Directions — Using the listing below, select the lines with the word "trait" and copy them.

Data records —
%%

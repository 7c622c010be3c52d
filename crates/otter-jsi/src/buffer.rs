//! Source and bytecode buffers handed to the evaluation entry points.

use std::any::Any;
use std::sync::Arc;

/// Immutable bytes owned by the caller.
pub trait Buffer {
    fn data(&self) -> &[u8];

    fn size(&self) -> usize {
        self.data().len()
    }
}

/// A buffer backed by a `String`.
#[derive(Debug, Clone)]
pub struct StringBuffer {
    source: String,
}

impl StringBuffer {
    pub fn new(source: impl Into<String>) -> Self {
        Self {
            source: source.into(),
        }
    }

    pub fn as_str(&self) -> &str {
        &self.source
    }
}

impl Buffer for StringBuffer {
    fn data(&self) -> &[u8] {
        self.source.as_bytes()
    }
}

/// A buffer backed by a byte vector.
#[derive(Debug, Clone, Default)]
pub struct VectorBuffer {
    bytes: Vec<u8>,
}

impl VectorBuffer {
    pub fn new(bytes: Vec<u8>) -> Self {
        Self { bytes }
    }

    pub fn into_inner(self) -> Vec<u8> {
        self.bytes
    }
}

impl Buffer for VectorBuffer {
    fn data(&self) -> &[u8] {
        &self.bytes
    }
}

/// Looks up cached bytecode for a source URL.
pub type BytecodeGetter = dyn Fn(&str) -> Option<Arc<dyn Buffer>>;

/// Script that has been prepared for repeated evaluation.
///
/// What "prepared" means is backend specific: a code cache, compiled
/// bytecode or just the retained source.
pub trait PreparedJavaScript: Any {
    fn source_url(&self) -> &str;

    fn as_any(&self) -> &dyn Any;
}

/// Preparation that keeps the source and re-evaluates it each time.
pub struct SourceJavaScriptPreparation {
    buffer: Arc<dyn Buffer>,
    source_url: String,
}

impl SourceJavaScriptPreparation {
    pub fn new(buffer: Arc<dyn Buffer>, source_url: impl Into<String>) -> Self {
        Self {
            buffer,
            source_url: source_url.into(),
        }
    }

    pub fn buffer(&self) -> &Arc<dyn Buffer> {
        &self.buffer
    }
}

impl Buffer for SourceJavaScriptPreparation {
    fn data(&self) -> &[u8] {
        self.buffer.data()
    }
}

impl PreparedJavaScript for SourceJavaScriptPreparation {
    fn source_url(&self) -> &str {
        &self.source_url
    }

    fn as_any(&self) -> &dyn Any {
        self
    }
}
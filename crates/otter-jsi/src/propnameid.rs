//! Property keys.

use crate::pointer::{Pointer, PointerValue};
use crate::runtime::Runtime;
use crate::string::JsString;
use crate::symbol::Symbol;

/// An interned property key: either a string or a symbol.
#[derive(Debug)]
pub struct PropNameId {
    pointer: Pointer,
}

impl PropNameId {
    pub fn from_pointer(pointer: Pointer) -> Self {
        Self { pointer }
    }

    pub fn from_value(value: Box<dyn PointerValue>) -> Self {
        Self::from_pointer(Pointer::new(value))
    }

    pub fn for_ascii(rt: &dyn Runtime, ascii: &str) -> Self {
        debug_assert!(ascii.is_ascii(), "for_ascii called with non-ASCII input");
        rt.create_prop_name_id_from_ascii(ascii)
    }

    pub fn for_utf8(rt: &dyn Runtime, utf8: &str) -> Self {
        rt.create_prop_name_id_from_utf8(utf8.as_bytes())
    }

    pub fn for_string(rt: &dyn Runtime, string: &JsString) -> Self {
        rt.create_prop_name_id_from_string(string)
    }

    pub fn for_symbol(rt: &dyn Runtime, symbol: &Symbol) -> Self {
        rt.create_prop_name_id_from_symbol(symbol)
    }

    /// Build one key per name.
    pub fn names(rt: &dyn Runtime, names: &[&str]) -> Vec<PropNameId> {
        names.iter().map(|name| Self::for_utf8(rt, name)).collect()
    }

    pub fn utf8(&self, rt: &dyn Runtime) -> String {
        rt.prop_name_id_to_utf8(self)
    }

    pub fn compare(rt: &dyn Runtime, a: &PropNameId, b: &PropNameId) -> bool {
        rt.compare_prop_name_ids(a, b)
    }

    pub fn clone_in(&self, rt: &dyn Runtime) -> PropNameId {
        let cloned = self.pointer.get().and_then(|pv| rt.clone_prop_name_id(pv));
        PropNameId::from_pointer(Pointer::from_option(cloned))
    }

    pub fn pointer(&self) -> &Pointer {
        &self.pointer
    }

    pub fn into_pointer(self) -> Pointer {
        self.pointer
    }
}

%%

Reply to the task —
pub trait Buffer {
pub trait PreparedJavaScript: Any {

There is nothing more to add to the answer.